WHAT IS EXPECTED. Set down the records again. Every word and mark must match exactly.

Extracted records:
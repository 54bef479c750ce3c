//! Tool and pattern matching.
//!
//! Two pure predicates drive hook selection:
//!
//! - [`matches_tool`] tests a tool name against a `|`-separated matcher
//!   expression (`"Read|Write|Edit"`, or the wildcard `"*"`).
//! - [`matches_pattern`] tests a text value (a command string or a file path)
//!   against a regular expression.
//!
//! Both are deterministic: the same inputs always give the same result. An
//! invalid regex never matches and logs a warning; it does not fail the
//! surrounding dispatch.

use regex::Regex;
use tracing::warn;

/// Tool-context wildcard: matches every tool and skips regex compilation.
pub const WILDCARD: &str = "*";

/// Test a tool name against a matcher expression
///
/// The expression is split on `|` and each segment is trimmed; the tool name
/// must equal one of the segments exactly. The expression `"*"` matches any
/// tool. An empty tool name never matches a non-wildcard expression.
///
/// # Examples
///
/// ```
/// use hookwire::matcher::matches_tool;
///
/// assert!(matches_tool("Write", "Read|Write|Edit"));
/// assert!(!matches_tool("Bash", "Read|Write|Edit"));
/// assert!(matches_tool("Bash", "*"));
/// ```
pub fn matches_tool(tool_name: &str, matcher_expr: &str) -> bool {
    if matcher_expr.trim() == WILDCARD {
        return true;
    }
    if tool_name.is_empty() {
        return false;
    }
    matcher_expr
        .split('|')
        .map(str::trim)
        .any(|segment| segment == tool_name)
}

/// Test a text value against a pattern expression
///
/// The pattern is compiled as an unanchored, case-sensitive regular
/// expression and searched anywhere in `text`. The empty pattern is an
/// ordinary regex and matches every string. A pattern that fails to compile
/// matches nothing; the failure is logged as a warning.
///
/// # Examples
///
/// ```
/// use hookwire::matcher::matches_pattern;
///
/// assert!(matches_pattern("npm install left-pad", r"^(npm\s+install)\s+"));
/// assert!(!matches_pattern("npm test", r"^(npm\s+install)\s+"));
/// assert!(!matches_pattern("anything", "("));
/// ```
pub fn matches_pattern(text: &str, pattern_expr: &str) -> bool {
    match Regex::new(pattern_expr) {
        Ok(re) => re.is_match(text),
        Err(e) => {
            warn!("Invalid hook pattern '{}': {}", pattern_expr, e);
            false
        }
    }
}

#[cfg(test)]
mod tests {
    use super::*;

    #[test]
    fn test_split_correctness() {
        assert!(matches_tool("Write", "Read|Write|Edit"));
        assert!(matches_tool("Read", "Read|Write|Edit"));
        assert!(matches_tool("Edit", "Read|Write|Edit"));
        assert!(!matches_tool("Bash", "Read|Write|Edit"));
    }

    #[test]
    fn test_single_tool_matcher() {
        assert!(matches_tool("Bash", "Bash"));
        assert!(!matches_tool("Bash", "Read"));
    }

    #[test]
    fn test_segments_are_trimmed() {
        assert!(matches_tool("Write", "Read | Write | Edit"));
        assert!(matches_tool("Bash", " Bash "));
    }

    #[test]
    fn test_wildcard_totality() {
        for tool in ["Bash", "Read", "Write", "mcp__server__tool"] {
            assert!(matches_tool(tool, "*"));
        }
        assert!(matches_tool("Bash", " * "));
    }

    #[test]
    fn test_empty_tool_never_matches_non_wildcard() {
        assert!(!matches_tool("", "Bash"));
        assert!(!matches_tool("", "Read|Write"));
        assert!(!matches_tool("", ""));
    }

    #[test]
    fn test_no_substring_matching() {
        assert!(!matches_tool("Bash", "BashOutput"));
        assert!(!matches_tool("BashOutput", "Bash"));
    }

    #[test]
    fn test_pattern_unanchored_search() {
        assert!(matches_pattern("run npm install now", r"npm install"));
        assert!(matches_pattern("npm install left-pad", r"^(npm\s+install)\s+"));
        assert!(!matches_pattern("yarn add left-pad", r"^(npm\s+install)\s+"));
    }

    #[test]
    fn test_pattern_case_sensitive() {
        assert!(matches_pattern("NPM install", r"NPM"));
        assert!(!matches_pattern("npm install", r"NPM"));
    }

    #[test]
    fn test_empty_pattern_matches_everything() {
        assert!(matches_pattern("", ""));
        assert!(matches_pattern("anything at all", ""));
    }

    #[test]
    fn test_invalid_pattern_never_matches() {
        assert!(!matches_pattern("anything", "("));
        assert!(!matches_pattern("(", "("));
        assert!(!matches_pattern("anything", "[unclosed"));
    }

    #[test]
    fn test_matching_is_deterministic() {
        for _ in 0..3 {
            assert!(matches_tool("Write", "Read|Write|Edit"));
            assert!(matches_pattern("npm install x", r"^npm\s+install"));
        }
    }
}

RESULT FOR THIS TASK.
repository 54bef479c750ce3c
//! Tool and pattern matching.
//!
//! Two pure predicates drive hook selection:
//!
//! - [`matches_tool`] tests a tool name against a `|`-separated matcher
//!   expression (`"Read|Write|Edit"`, or the wildcard `"*"`).
//! - [`matches_pattern`] tests a text value (a command string or a file path)
//!   against a regular expression.
//!
//! Both are deterministic: the same inputs always give the same result. An
//! invalid regex never matches and logs a warning; it does not fail the
//! surrounding dispatch.

use regex::Regex;
use tracing::warn;

/// Tool-context wildcard: matches every tool and skips regex compilation.
pub const WILDCARD: &str = "*";

/// Test a tool name against a matcher expression
///
/// The expression is split on `|` and each segment is trimmed; the tool name
/// must equal one of the segments exactly. The expression `"*"` matches any
/// tool. An empty tool name never matches a non-wildcard expression.
///
/// # Examples
///
/// ```
/// use hookwire::matcher::matches_tool;
///
/// assert!(matches_tool("Write", "Read|Write|Edit"));
/// assert!(!matches_tool("Bash", "Read|Write|Edit"));
/// assert!(matches_tool("Bash", "*"));
/// ```
pub fn matches_tool(tool_name: &str, matcher_expr: &str) -> bool {
    if matcher_expr.trim() == WILDCARD {
        return true;
    }
    if tool_name.is_empty() {
        return false;
    }
    matcher_expr
        .split('|')
        .map(str::trim)
        .any(|segment| segment == tool_name)
}

/// Test a text value against a pattern expression
///
/// The pattern is compiled as an unanchored, case-sensitive regular
/// expression and searched anywhere in `text`. The empty pattern is an
/// ordinary regex and matches every string. A pattern that fails to compile
/// matches nothing; the failure is logged as a warning.
///
/// # Examples
///
/// ```
/// use hookwire::matcher::matches_pattern;
///
/// assert!(matches_pattern("npm install left-pad", r"^(npm\s+install)\s+"));
/// assert!(!matches_pattern("npm test", r"^(npm\s+install)\s+"));
/// assert!(!matches_pattern("anything", "("));
/// ```
pub fn matches_pattern(text: &str, pattern_expr: &str) -> bool {
    match Regex::new(pattern_expr) {
        Ok(re) => re.is_match(text),
        Err(e) => {
            warn!("Invalid hook pattern '{}': {}", pattern_expr, e);
            false
        }
    }
}

#[cfg(test)]
mod tests {
    use super::*;

    #[test]
    fn test_split_correctness() {
        assert!(matches_tool("Write", "Read|Write|Edit"));
        assert!(matches_tool("Read", "Read|Write|Edit"));
        assert!(matches_tool("Edit", "Read|Write|Edit"));
        assert!(!matches_tool("Bash", "Read|Write|Edit"));
    }

    #[test]
    fn test_single_tool_matcher() {
        assert!(matches_tool("Bash", "Bash"));
        assert!(!matches_tool("Bash", "Read"));
    }

    #[test]
    fn test_segments_are_trimmed() {
        assert!(matches_tool("Write", "Read | Write | Edit"));
        assert!(matches_tool("Bash", " Bash "));
    }

    #[test]
    fn test_wildcard_totality() {
        for tool in ["Bash", "Read", "Write", "mcp__server__tool"] {
            assert!(matches_tool(tool, "*"));
        }
        assert!(matches_tool("Bash", " * "));
    }

    #[test]
    fn test_empty_tool_never_matches_non_wildcard() {
        assert!(!matches_tool("", "Bash"));
        assert!(!matches_tool("", "Read|Write"));
        assert!(!matches_tool("", ""));
    }

    #[test]
    fn test_no_substring_matching() {
        assert!(!matches_tool("Bash", "BashOutput"));
        assert!(!matches_tool("BashOutput", "Bash"));
    }

    #[test]
    fn test_pattern_unanchored_search() {
        assert!(matches_pattern("run npm install now", r"npm install"));
        assert!(matches_pattern("npm install left-pad", r"^(npm\s+install)\s+"));
        assert!(!matches_pattern("yarn add left-pad", r"^(npm\s+install)\s+"));
    }

    #[test]
    fn test_pattern_case_sensitive() {
        assert!(matches_pattern("NPM install", r"NPM"));
        assert!(!matches_pattern("npm install", r"NPM"));
    }

    #[test]
    fn test_empty_pattern_matches_everything() {
        assert!(matches_pattern("", ""));
        assert!(matches_pattern("anything at all", ""));
    }

    #[test]
    fn test_invalid_pattern_never_matches() {
        assert!(!matches_pattern("anything", "("));
        assert!(!matches_pattern("(", "("));
        assert!(!matches_pattern("anything", "[unclosed"));
    }

    #[test]
    fn test_matching_is_deterministic() {
        for _ in 0..3 {
            assert!(matches_tool("Write", "Read|Write|Edit"));
            assert!(matches_pattern("npm install x", r"^npm\s+install"));
        }
    }
}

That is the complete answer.